Go through the records below line by line, counting those that contain the word "usize"; answer with the count only.
--------------------------------
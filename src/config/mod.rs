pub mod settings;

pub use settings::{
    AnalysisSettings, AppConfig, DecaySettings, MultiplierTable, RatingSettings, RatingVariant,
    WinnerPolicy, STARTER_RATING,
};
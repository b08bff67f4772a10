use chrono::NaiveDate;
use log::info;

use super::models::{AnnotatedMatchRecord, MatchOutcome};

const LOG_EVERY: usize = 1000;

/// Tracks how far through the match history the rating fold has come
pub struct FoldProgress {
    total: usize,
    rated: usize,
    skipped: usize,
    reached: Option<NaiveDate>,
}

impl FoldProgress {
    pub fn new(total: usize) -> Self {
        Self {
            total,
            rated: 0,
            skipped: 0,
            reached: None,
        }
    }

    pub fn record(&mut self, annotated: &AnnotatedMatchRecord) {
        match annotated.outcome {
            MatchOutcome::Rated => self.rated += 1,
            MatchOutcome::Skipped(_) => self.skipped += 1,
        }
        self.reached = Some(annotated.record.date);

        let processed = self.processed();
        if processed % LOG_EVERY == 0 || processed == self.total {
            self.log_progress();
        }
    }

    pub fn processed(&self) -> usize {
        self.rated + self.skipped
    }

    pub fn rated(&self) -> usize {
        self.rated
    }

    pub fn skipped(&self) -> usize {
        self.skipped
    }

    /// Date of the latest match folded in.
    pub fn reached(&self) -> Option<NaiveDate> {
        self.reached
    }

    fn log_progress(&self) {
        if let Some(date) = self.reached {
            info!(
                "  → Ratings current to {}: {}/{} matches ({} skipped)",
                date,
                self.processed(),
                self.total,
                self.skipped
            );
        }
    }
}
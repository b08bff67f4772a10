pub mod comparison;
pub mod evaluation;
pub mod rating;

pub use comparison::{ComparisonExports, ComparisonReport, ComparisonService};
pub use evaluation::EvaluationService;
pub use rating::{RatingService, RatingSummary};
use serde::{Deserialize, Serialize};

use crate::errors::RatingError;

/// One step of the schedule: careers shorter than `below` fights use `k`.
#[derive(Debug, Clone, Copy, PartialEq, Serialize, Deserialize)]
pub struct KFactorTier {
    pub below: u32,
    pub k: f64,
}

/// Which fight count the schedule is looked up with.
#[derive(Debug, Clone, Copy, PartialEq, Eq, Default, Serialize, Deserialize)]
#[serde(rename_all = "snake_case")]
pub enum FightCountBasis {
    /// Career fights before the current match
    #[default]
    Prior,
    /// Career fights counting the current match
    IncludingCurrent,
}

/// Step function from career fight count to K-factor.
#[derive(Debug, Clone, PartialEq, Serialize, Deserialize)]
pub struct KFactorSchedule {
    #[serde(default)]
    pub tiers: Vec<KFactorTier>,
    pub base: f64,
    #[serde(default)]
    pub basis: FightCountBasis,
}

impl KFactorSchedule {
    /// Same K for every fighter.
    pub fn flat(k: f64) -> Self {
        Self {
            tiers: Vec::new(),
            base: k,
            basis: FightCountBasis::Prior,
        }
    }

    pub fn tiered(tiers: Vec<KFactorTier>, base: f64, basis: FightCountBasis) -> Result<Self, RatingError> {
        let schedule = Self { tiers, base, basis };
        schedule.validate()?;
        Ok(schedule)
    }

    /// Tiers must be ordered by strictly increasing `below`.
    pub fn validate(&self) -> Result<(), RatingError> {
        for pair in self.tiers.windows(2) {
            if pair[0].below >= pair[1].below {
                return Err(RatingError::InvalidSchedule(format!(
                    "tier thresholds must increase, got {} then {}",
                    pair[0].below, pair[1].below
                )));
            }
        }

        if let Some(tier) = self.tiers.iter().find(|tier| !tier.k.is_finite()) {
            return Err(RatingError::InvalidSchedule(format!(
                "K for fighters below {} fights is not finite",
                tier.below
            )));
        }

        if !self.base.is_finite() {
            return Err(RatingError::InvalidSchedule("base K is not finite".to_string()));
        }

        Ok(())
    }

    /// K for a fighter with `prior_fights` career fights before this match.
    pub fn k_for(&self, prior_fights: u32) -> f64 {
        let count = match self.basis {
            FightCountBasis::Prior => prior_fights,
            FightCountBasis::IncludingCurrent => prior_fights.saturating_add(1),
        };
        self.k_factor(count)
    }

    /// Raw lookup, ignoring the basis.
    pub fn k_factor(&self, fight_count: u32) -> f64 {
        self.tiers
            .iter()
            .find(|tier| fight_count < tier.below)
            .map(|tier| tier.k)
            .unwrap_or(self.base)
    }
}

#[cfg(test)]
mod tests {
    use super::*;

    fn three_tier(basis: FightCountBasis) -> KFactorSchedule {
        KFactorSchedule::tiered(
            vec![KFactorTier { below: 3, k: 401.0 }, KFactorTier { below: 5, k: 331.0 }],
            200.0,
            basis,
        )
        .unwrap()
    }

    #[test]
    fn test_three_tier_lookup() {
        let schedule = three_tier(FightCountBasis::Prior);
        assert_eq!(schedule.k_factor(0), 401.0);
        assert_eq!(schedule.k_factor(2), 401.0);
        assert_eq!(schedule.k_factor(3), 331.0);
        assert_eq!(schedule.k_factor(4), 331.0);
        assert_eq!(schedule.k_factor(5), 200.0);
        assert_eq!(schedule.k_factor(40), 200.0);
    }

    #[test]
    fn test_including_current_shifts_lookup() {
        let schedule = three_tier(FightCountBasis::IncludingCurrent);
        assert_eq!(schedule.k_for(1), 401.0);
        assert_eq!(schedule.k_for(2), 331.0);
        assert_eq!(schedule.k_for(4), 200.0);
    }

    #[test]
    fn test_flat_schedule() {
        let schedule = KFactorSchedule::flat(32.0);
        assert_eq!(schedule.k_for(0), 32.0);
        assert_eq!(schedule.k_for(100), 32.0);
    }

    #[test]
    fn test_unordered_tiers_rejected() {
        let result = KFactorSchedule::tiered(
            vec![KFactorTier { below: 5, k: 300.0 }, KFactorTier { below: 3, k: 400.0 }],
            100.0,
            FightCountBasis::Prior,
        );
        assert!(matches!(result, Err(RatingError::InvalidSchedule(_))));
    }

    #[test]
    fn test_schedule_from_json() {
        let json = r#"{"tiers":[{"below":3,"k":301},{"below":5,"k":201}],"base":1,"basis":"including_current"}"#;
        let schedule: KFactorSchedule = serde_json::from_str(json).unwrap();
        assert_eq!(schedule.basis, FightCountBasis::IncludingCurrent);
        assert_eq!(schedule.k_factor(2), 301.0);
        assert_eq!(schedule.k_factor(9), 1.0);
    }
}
--------------------------------
> [OUTPUT OF THE EXERCISE]: 8